++++ Available data ++++
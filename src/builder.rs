//! Graph assembly and the end-to-end pipeline
//!
//! Translates concepts and relations into a fresh [`ConceptGraph`] per
//! build call, and composes extraction -> analysis -> assembly behind
//! [`GraphBuilder::process`], the primary external entry point.

use crate::annotator::SpanKind;
use crate::concepts::{Concept, ConceptExtractor};
use crate::errors::Result;
use crate::graph::{
    ConceptGraph, Edge, EdgeKind, Node, NodeKind, Position2D,
};
use crate::relations::{Relation, RelationAnalyzer};

/// Golden angle in radians; spreads spiral positions evenly
const GOLDEN_ANGLE: f32 = 2.4;

/// Builds concept graphs, either from staged inputs or straight from text
///
/// Construct once at process start and pass by reference into request
/// handlers; builds share no mutable state, so concurrent calls are safe.
#[derive(Default)]
pub struct GraphBuilder {
    extractor: ConceptExtractor,
    analyzer: RelationAnalyzer,
}

impl GraphBuilder {
    pub fn new(extractor: ConceptExtractor, analyzer: RelationAnalyzer) -> Self {
        Self { extractor, analyzer }
    }

    /// Assemble a fresh graph: one node per concept, one edge per relation.
    ///
    /// Node ids derive from concept names, so repeated builds from the same
    /// inputs produce graphs with identical node and edge identities. A
    /// relation naming a concept absent from `concepts` fails with
    /// [`crate::CoreError::ReferentialIntegrity`]; the builder never creates
    /// dangling edges, even when called on inputs that did not come from
    /// this crate's extractor.
    pub fn build(&self, concepts: &[Concept], relations: &[Relation]) -> Result<ConceptGraph> {
        let mut graph = ConceptGraph::new();

        for (i, concept) in concepts.iter().enumerate() {
            let kind = match concept.kind {
                SpanKind::NamedEntity => NodeKind::Entity,
                SpanKind::NounPhrase => NodeKind::Concept,
            };

            let mut node = Node::new(concept.name.clone(), kind);
            node.properties.importance = Some(concept.importance);
            node.properties.mention_count = Some(concept.mention_count);
            node.properties.context = concept.context.clone();
            node.properties.related = concept.related_concepts.iter().cloned().collect();
            node.position = spiral_position(i, concept.importance);
            node.style.color = Some(node_color(&node.kind).to_string());
            node.style.size = Some(5.0 + concept.importance as f32 * 20.0);
            graph.add_node(node);
        }

        for relation in relations {
            let mut edge = Edge::between(
                &relation.concept_a,
                &relation.concept_b,
                EdgeKind::Related,
            );
            edge.label = Some(format!("{}-{}", relation.concept_a, relation.concept_b));
            edge.properties.strength = Some(relation.strength);
            edge.style.thickness = Some(1.0 + relation.strength as f32 * 4.0);
            graph.add_edge(edge)?;
        }

        tracing::info!(
            nodes = graph.node_count(),
            edges = graph.edge_count(),
            "built concept graph"
        );

        Ok(graph)
    }

    /// Full pipeline: extract concepts, analyze relations, back-fill each
    /// concept's related set, and assemble the graph.
    ///
    /// Stage failures propagate unchanged; no error translation happens at
    /// this layer. Text with no extractable concepts yields an empty graph,
    /// not an error.
    pub fn process(&self, text: &str) -> Result<ConceptGraph> {
        let mut concepts = self.extractor.extract(text)?;
        let relations = self.analyzer.analyze(&concepts);
        RelationAnalyzer::apply_related(&mut concepts, &relations);

        tracing::info!(
            concepts = concepts.len(),
            relations = relations.len(),
            "processed text"
        );

        self.build(&concepts, &relations)
    }
}

/// Golden-angle spiral layout: more important concepts sit closer to the
/// origin. Purely a presentation default; callers may reposition nodes.
fn spiral_position(index: usize, importance: f64) -> Position2D {
    let angle = index as f32 * GOLDEN_ANGLE;
    let radius = (1.0 - importance as f32) * 100.0 + 10.0;
    Position2D {
        x: radius * angle.cos(),
        y: radius * angle.sin(),
    }
}

fn node_color(kind: &NodeKind) -> &'static str {
    match kind {
        NodeKind::Entity => "#4ECDC4",
        NodeKind::Concept => "#F7DC6F",
        NodeKind::Other(_) => "#AEB6BF",
    }
}

#[cfg(test)]
mod tests {
    use super::*;
    use crate::annotator::SpanKind;
    use std::collections::BTreeSet;

    fn concept(name: &str, importance: f64, context: &[&str]) -> Concept {
        Concept {
            name: name.to_string(),
            importance,
            context: context.iter().map(|s| s.to_string()).collect(),
            related_concepts: BTreeSet::new(),
            kind: SpanKind::NounPhrase,
            mention_count: context.len(),
        }
    }

    #[test]
    fn test_build_empty_inputs() {
        let graph = GraphBuilder::default().build(&[], &[]).unwrap();
        assert!(graph.is_empty());
        assert_eq!(graph.edge_count(), 0);
    }

    #[test]
    fn test_build_translates_concepts_and_relations() {
        let concepts = vec![
            concept("socrates", 0.5, &["s1", "s3"]),
            concept("logic", 0.5, &["s2", "s3"]),
        ];
        let relations = vec![Relation {
            concept_a: "socrates".to_string(),
            concept_b: "logic".to_string(),
            strength: 1.0 / 3.0,
        }];

        let graph = GraphBuilder::default().build(&concepts, &relations).unwrap();
        assert_eq!(graph.node_count(), 2);
        assert_eq!(graph.edge_count(), 1);

        let node = graph.node_by_label("socrates").unwrap();
        assert_eq!(node.properties.importance, Some(0.5));
        assert_eq!(node.properties.context, vec!["s1", "s3"]);

        let edge = graph.iter_edges().next().unwrap();
        assert!((edge.properties.strength.unwrap() - 1.0 / 3.0).abs() < 1e-12);
    }

    #[test]
    fn test_build_rejects_unknown_relation_endpoint() {
        let concepts = vec![concept("socrates", 1.0, &["s1"])];
        let relations = vec![Relation {
            concept_a: "socrates".to_string(),
            concept_b: "ghost".to_string(),
            strength: 0.5,
        }];

        let err = GraphBuilder::default()
            .build(&concepts, &relations)
            .unwrap_err();
        assert_eq!(err.code(), "REFERENTIAL_INTEGRITY");
    }

    #[test]
    fn test_layout_favors_important_concepts() {
        let center = spiral_position(0, 1.0);
        let fringe = spiral_position(0, 0.0);
        let center_dist = (center.x * center.x + center.y * center.y).sqrt();
        let fringe_dist = (fringe.x * fringe.x + fringe.y * fringe.y).sqrt();
        assert!(center_dist < fringe_dist);
    }
}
++++
### What you will do
Write every line of the entries again, word for word.

### Result for this exercise
filename src/builder.rs
//! Graph assembly and the end-to-end pipeline
//!
//! Translates concepts and relations into a fresh [`ConceptGraph`] per
//! build call, and composes extraction -> analysis -> assembly behind
//! [`GraphBuilder::process`], the primary external entry point.

use crate::annotator::SpanKind;
use crate::concepts::{Concept, ConceptExtractor};
use crate::errors::Result;
use crate::graph::{
    ConceptGraph, Edge, EdgeKind, Node, NodeKind, Position2D,
};
use crate::relations::{Relation, RelationAnalyzer};

/// Golden angle in radians; spreads spiral positions evenly
const GOLDEN_ANGLE: f32 = 2.4;

/// Builds concept graphs, either from staged inputs or straight from text
///
/// Construct once at process start and pass by reference into request
/// handlers; builds share no mutable state, so concurrent calls are safe.
#[derive(Default)]
pub struct GraphBuilder {
    extractor: ConceptExtractor,
    analyzer: RelationAnalyzer,
}

impl GraphBuilder {
    pub fn new(extractor: ConceptExtractor, analyzer: RelationAnalyzer) -> Self {
        Self { extractor, analyzer }
    }

    /// Assemble a fresh graph: one node per concept, one edge per relation.
    ///
    /// Node ids derive from concept names, so repeated builds from the same
    /// inputs produce graphs with identical node and edge identities. A
    /// relation naming a concept absent from `concepts` fails with
    /// [`crate::CoreError::ReferentialIntegrity`]; the builder never creates
    /// dangling edges, even when called on inputs that did not come from
    /// this crate's extractor.
    pub fn build(&self, concepts: &[Concept], relations: &[Relation]) -> Result<ConceptGraph> {
        let mut graph = ConceptGraph::new();

        for (i, concept) in concepts.iter().enumerate() {
            let kind = match concept.kind {
                SpanKind::NamedEntity => NodeKind::Entity,
                SpanKind::NounPhrase => NodeKind::Concept,
            };

            let mut node = Node::new(concept.name.clone(), kind);
            node.properties.importance = Some(concept.importance);
            node.properties.mention_count = Some(concept.mention_count);
            node.properties.context = concept.context.clone();
            node.properties.related = concept.related_concepts.iter().cloned().collect();
            node.position = spiral_position(i, concept.importance);
            node.style.color = Some(node_color(&node.kind).to_string());
            node.style.size = Some(5.0 + concept.importance as f32 * 20.0);
            graph.add_node(node);
        }

        for relation in relations {
            let mut edge = Edge::between(
                &relation.concept_a,
                &relation.concept_b,
                EdgeKind::Related,
            );
            edge.label = Some(format!("{}-{}", relation.concept_a, relation.concept_b));
            edge.properties.strength = Some(relation.strength);
            edge.style.thickness = Some(1.0 + relation.strength as f32 * 4.0);
            graph.add_edge(edge)?;
        }

        tracing::info!(
            nodes = graph.node_count(),
            edges = graph.edge_count(),
            "built concept graph"
        );

        Ok(graph)
    }

    /// Full pipeline: extract concepts, analyze relations, back-fill each
    /// concept's related set, and assemble the graph.
    ///
    /// Stage failures propagate unchanged; no error translation happens at
    /// this layer. Text with no extractable concepts yields an empty graph,
    /// not an error.
    pub fn process(&self, text: &str) -> Result<ConceptGraph> {
        let mut concepts = self.extractor.extract(text)?;
        let relations = self.analyzer.analyze(&concepts);
        RelationAnalyzer::apply_related(&mut concepts, &relations);

        tracing::info!(
            concepts = concepts.len(),
            relations = relations.len(),
            "processed text"
        );

        self.build(&concepts, &relations)
    }
}

/// Golden-angle spiral layout: more important concepts sit closer to the
/// origin. Purely a presentation default; callers may reposition nodes.
fn spiral_position(index: usize, importance: f64) -> Position2D {
    let angle = index as f32 * GOLDEN_ANGLE;
    let radius = (1.0 - importance as f32) * 100.0 + 10.0;
    Position2D {
        x: radius * angle.cos(),
        y: radius * angle.sin(),
    }
}

fn node_color(kind: &NodeKind) -> &'static str {
    match kind {
        NodeKind::Entity => "#4ECDC4",
        NodeKind::Concept => "#F7DC6F",
        NodeKind::Other(_) => "#AEB6BF",
    }
}

#[cfg(test)]
mod tests {
    use super::*;
    use crate::annotator::SpanKind;
    use std::collections::BTreeSet;

    fn concept(name: &str, importance: f64, context: &[&str]) -> Concept {
        Concept {
            name: name.to_string(),
            importance,
            context: context.iter().map(|s| s.to_string()).collect(),
            related_concepts: BTreeSet::new(),
            kind: SpanKind::NounPhrase,
            mention_count: context.len(),
        }
    }

    #[test]
    fn test_build_empty_inputs() {
        let graph = GraphBuilder::default().build(&[], &[]).unwrap();
        assert!(graph.is_empty());
        assert_eq!(graph.edge_count(), 0);
    }

    #[test]
    fn test_build_translates_concepts_and_relations() {
        let concepts = vec![
            concept("socrates", 0.5, &["s1", "s3"]),
            concept("logic", 0.5, &["s2", "s3"]),
        ];
        let relations = vec![Relation {
            concept_a: "socrates".to_string(),
            concept_b: "logic".to_string(),
            strength: 1.0 / 3.0,
        }];

        let graph = GraphBuilder::default().build(&concepts, &relations).unwrap();
        assert_eq!(graph.node_count(), 2);
        assert_eq!(graph.edge_count(), 1);

        let node = graph.node_by_label("socrates").unwrap();
        assert_eq!(node.properties.importance, Some(0.5));
        assert_eq!(node.properties.context, vec!["s1", "s3"]);

        let edge = graph.iter_edges().next().unwrap();
        assert!((edge.properties.strength.unwrap() - 1.0 / 3.0).abs() < 1e-12);
    }

    #[test]
    fn test_build_rejects_unknown_relation_endpoint() {
        let concepts = vec![concept("socrates", 1.0, &["s1"])];
        let relations = vec![Relation {
            concept_a: "socrates".to_string(),
            concept_b: "ghost".to_string(),
            strength: 0.5,
        }];

        let err = GraphBuilder::default()
            .build(&concepts, &relations)
            .unwrap_err();
        assert_eq!(err.code(), "REFERENTIAL_INTEGRITY");
    }

    #[test]
    fn test_layout_favors_important_concepts() {
        let center = spiral_position(0, 1.0);
        let fringe = spiral_position(0, 0.0);
        let center_dist = (center.x * center.x + center.y * center.y).sqrt();
        let fringe_dist = (fringe.x * fringe.x + fringe.y * fringe.y).sqrt();
        assert!(center_dist < fringe_dist);
    }
}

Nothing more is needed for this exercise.